Physical characteristics
- Source: Aursjøen
- • location: Romsdalsalpane, Molde Municipality
- • coordinates: 62°24′13″N 8°32′12″E﻿ / ﻿62.40371°N 8.53678°E
- • elevation: 856 metres (2,808 ft)
- Mouth: Eikesdalsvatnet
- • location: Eikesdalen, Molde Municipality
- • coordinates: 62°28′43″N 8°10′23″E﻿ / ﻿62.478695°N 8.172948°E
- • elevation: 22 metres (72 ft)
- Length: 25.3 km (15.7 mi)
- Basin size: 842.43 km^{2} (325.26 sq mi)

= Aura (Norway) =

The Aura is a river in Molde Municipality in Møre og Romsdal county, Norway. It starts at the lake Aursjøen in the Romsdalsalpane mountains and flows first to the west and then north-west through the village of Eikesdalen before finally emptying into the large lake Eikesdalsvatnet.
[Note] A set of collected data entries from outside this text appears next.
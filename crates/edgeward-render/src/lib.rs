//! Edgeward renderer boundary.
//!
//! Turns a routing [`Snapshot`](edgeward_table::Snapshot) into a logical
//! proxy configuration and activates it. The [`Renderer`] trait is the
//! seam: [`FileRenderer`] writes the configuration to disk and runs a
//! reload command, tests plug in their own implementations.
//!
//! ```text
//! Snapshot ──render()──▶ ConfigArtifact ──activate()──▶ proxy reloaded
//!                         (fingerprinted)               (skipped when the
//!                                                         fingerprint is live)
//! ```

pub mod config;
pub mod error;
pub mod file;
#[cfg(test)]
mod fixtures;
pub mod renderer;

pub use config::{ProxyConfig, RenderSettings, RouteConfig};
pub use error::RenderError;
pub use file::FileRenderer;
pub use renderer::{Activation, ConfigArtifact, PemFile, Renderer};
//! Edgeward control loop.
//!
//! # Architecture
//!
//! ```text
//! routes stream ────┐
//!                   ├─▶ Reconciler ──mark()──▶ DirtySignal
//! endpoints stream ─┘       │                      │
//!                           ▼                      ▼
//!                  RoutingTable +           ReloadCoalescer
//!                  EndpointTracker ──snapshot──▶ render + activate
//!                                              (at most once per interval)
//! ```

pub mod coalescer;
pub mod error;
pub mod events;
pub mod reconciler;
pub mod state;

pub use coalescer::{DirtySignal, ReloadCoalescer};
pub use error::{CommitError, ReconcileError};
pub use events::{InputEvent, Stream, WatchEvent, pump_json_lines};
pub use reconciler::Reconciler;
pub use state::RouterState;
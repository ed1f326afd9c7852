//! The renderer seam.

use edgeward_table::Snapshot;
use serde::Serialize;
use sha2::{Digest, Sha256};

use crate::config::{ProxyConfig, RenderSettings};
use crate::error::RenderError;

/// A PEM file the config refers to, relative to the output directory.
#[derive(Debug, Clone, PartialEq, Eq, Serialize)]
pub struct PemFile {
    pub path: String,
    pub contents: String,
}

/// A rendered configuration, ready to activate.
#[derive(Debug, Clone, PartialEq, Eq)]
pub struct ConfigArtifact {
    /// Hex SHA-256 over every file the artifact writes.
    pub fingerprint: String,
    pub config: ProxyConfig,
    /// `proxy.json`.
    pub body: Vec<u8>,
    /// `routes.json`: the active routes as received.
    pub state: Vec<u8>,
    pub pem_files: Vec<PemFile>,
}

impl ConfigArtifact {
    pub fn build(snapshot: &Snapshot, settings: &RenderSettings) -> Result<Self, RenderError> {
        let (config, pem_files) = ProxyConfig::from_snapshot(snapshot, settings);
        let body = serde_json::to_vec_pretty(&config)?;
        let routes: Vec<_> = snapshot.routes().map(|active| active.route.as_ref()).collect();
        let state = serde_json::to_vec_pretty(&routes)?;

        let mut hasher = Sha256::new();
        hasher.update(&body);
        hasher.update([0]);
        hasher.update(&state);
        for pem in &pem_files {
            hasher.update(pem.path.as_bytes());
            hasher.update([0]);
            hasher.update(pem.contents.as_bytes());
        }
        let fingerprint = hex::encode(hasher.finalize());

        Ok(Self {
            fingerprint,
            config,
            body,
            state,
            pem_files,
        })
    }
}

#[derive(Debug, Clone, Copy, PartialEq, Eq)]
pub enum Activation {
    Applied,
    /// The artifact's fingerprint was already live.
    Unchanged,
}

/// Turns snapshots into proxy configuration and makes it live.
///
/// Both calls are synchronous and run off the async runtime. `activate`
/// must be idempotent: activating the live artifact again is a no-op.
pub trait Renderer: Send + Sync {
    fn render(&self, snapshot: &Snapshot) -> Result<ConfigArtifact, RenderError>;

    fn activate(&self, artifact: &ConfigArtifact) -> Result<Activation, RenderError>;
}
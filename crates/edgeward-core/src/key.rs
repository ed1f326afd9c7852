//! Canonical route addressing.
//!
//! A [`RouteKey`] is the `(host, normalized path)` pair two routes must
//! share to conflict. Across different keys on one host the longest
//! matching path wins; within one key the [`Precedence`] order decides.
//!
//! Path matching follows the proxy's prefix semantics:
//!
//! ```text
//! route path ""       matches every request path
//! route path "/a/"    matches request paths starting with "/a/"
//! route path "/a"     matches "/a" and anything under "/a/"
//! ```

use serde::{Deserialize, Serialize};
use std::fmt;

use crate::types::{Route, WildcardPolicy};

/// `(host, path)` identity used for conflict resolution.
#[derive(Debug, Clone, PartialEq, Eq, Hash, PartialOrd, Ord, Serialize, Deserialize)]
pub struct RouteKey {
    pub host: String,
    pub path: String,
}

impl RouteKey {
    pub fn new(host: &str, path: &str) -> Self {
        Self {
            host: host.to_ascii_lowercase(),
            path: normalize_path(path),
        }
    }

    /// Key a route is stored under. Subdomain wildcard routes key under
    /// `*.<parent domain>` only when the router admits wildcards.
    pub fn for_route(route: &Route, allow_wildcards: bool) -> Self {
        let mut key = RouteKey::new(&route.host, &route.path);
        if allow_wildcards
            && route.wildcard_policy == WildcardPolicy::Subdomain
            && let Some(wildcard) = wildcard_host(&key.host)
        {
            key.host = wildcard;
        }
        key
    }

    pub fn is_wildcard(&self) -> bool {
        self.host.starts_with("*.")
    }
}

impl fmt::Display for RouteKey {
    fn fmt(&self, f: &mut fmt::Formatter<'_>) -> fmt::Result {
        write!(f, "{}{}", self.host, self.path)
    }
}

/// Conflict order within one key: older creation time first, then the
/// lexicographically smaller `(namespace, name)`.
#[derive(Debug, Clone, PartialEq, Eq, Hash, PartialOrd, Ord)]
pub struct Precedence {
    pub creation_timestamp: u64,
    pub namespace: String,
    pub name: String,
}

impl Precedence {
    pub fn of(route: &Route) -> Self {
        Self {
            creation_timestamp: route.creation_timestamp,
            namespace: route.namespace.clone(),
            name: route.name.clone(),
        }
    }
}

/// A path made only of `/` is the root and normalizes to "".
pub fn normalize_path(path: &str) -> String {
    let trimmed = path.trim();
    if trimmed.trim_end_matches('/').is_empty() {
        String::new()
    } else {
        trimmed.to_string()
    }
}

/// `www.example.com` → `*.example.com`. Single-label hosts have no parent.
pub fn wildcard_host(host: &str) -> Option<String> {
    let host = host.strip_prefix("*.").unwrap_or(host);
    match host.find('.') {
        Some(idx) if idx > 0 && idx + 1 < host.len() => Some(format!("*.{}", &host[idx + 1..])),
        _ => None,
    }
}

/// Lowercases a request host and strips any `:port` suffix.
pub fn request_host(host: &str) -> String {
    let host = host.trim();
    let without_port = if host.starts_with('[') {
        // IPv6 literal: keep everything up to the closing bracket.
        host.split_once(']')
            .map(|(addr, _)| format!("{addr}]"))
            .unwrap_or_else(|| host.to_string())
    } else {
        host.rsplit_once(':')
            .filter(|(_, port)| port.chars().all(|c| c.is_ascii_digit()))
            .map(|(h, _)| h.to_string())
            .unwrap_or_else(|| host.to_string())
    };
    without_port.to_ascii_lowercase()
}

/// Every route path that could serve `request_path`, longest first and
/// ending with the root "".
pub fn candidate_paths(request_path: &str) -> Vec<String> {
    let path = request_path
        .split(['?', '#'])
        .next()
        .unwrap_or_default();
    let mut out: Vec<String> = Vec::new();
    let mut push = |candidate: &str| {
        let candidate = normalize_path(candidate);
        if !candidate.is_empty() && !out.iter().any(|c| *c == candidate) {
            out.push(candidate);
        }
    };

    push(path);
    for (idx, _) in path.rmatch_indices('/') {
        if idx == 0 {
            break;
        }
        push(&path[..=idx]);
        push(&path[..idx]);
    }
    out.push(String::new());
    out
}

/// Hosts a request could be served under: exact first, then the wildcard
/// of its parent domain.
pub fn candidate_hosts(host: &str) -> Vec<String> {
    let host = request_host(host);
    let mut out = Vec::with_capacity(2);
    if let Some(wildcard) = wildcard_host(&host) {
        out.push(host);
        out.push(wildcard);
    } else {
        out.push(host);
    }
    out
}

/// Longest-prefix lookup over any keyed store.
///
/// `lookup` is called with each candidate key in priority order and the
/// first hit is returned.
pub fn longest_match<T>(host: &str, path: &str, mut lookup: impl FnMut(&RouteKey) -> Option<T>) -> Option<T> {
    let paths = candidate_paths(path);
    for host in candidate_hosts(host) {
        for path in &paths {
            let key = RouteKey {
                host: host.clone(),
                path: path.clone(),
            };
            if let Some(hit) = lookup(&key) {
                return Some(hit);
            }
        }
    }
    None
}

#[cfg(test)]
mod tests {
    use super::*;
    use crate::types::BackendRef;

    fn route(host: &str, path: &str, wildcard: WildcardPolicy) -> Route {
        Route {
            namespace: "ns".to_string(),
            name: "r".to_string(),
            host: host.to_string(),
            path: path.to_string(),
            to: BackendRef::new("svc"),
            alternate_backends: Vec::new(),
            port: None,
            tls: None,
            wildcard_policy: wildcard,
            creation_timestamp: 0,
        }
    }

    #[test]
    fn root_paths_normalize_to_empty() {
        assert_eq!(normalize_path(""), "");
        assert_eq!(normalize_path("/"), "");
        assert_eq!(normalize_path("//"), "");
        assert_eq!(normalize_path("/test"), "/test");
        assert_eq!(normalize_path("/test/"), "/test/");
    }

    #[test]
    fn candidates_are_longest_first() {
        assert_eq!(
            candidate_paths("/test/foo"),
            vec!["/test/foo", "/test/", "/test", ""]
        );
        assert_eq!(candidate_paths("/test"), vec!["/test", ""]);
        assert_eq!(candidate_paths("/"), vec![""]);
        assert_eq!(candidate_paths(""), vec![""]);
        assert_eq!(candidate_paths("/a/b?x=1"), vec!["/a/b", "/a/", "/a", ""]);
        // Prefixes stop at segment boundaries.
        assert!(!candidate_paths("/testing").contains(&"/test".to_string()));
    }

    #[test]
    fn wildcard_key_only_when_allowed() {
        let r = route("www.example.com", "", WildcardPolicy::Subdomain);
        assert_eq!(RouteKey::for_route(&r, true).host, "*.example.com");
        assert_eq!(RouteKey::for_route(&r, false).host, "www.example.com");

        let plain = route("www.example.com", "", WildcardPolicy::None);
        assert_eq!(RouteKey::for_route(&plain, true).host, "www.example.com");
    }

    #[test]
    fn wildcard_host_needs_a_parent() {
        assert_eq!(wildcard_host("www.example.com").as_deref(), Some("*.example.com"));
        assert_eq!(wildcard_host("localhost"), None);
        assert_eq!(wildcard_host("example."), None);
    }

    #[test]
    fn request_host_strips_port_and_case() {
        assert_eq!(request_host("WWW.Example.com:8080"), "www.example.com");
        assert_eq!(request_host("[fd00::1]:443"), "[fd00::1]");
        assert_eq!(request_host("example.com"), "example.com");
    }

    #[test]
    fn precedence_orders_by_age_then_name() {
        let mut older = route("a.com", "", WildcardPolicy::None);
        older.creation_timestamp = 10;
        older.name = "zzz".to_string();
        let mut newer = route("a.com", "", WildcardPolicy::None);
        newer.creation_timestamp = 20;
        newer.name = "aaa".to_string();
        assert!(Precedence::of(&older) < Precedence::of(&newer));

        let mut tie = older.clone();
        tie.name = "aaa".to_string();
        assert!(Precedence::of(&tie) < Precedence::of(&older));
    }

    #[test]
    fn longest_match_prefers_exact_host() {
        let hit = longest_match("api.example.com", "/v1/users", |key| {
            (key.host == "*.example.com" || (key.host == "api.example.com" && key.path == "/v1"))
                .then(|| key.clone())
        });
        assert_eq!(hit, Some(RouteKey::new("api.example.com", "/v1")));
    }
}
The river is 25.3 km long and has a catchment area of 842.43 km2. Under natural conditions the river would have an average water flow at the mouth of 27.34 m3/s, but this has been greatly reduced because of power development. In the 1950s, both the main river and most tributaries were transferred to the Aura power plant in Sunndal Municipality.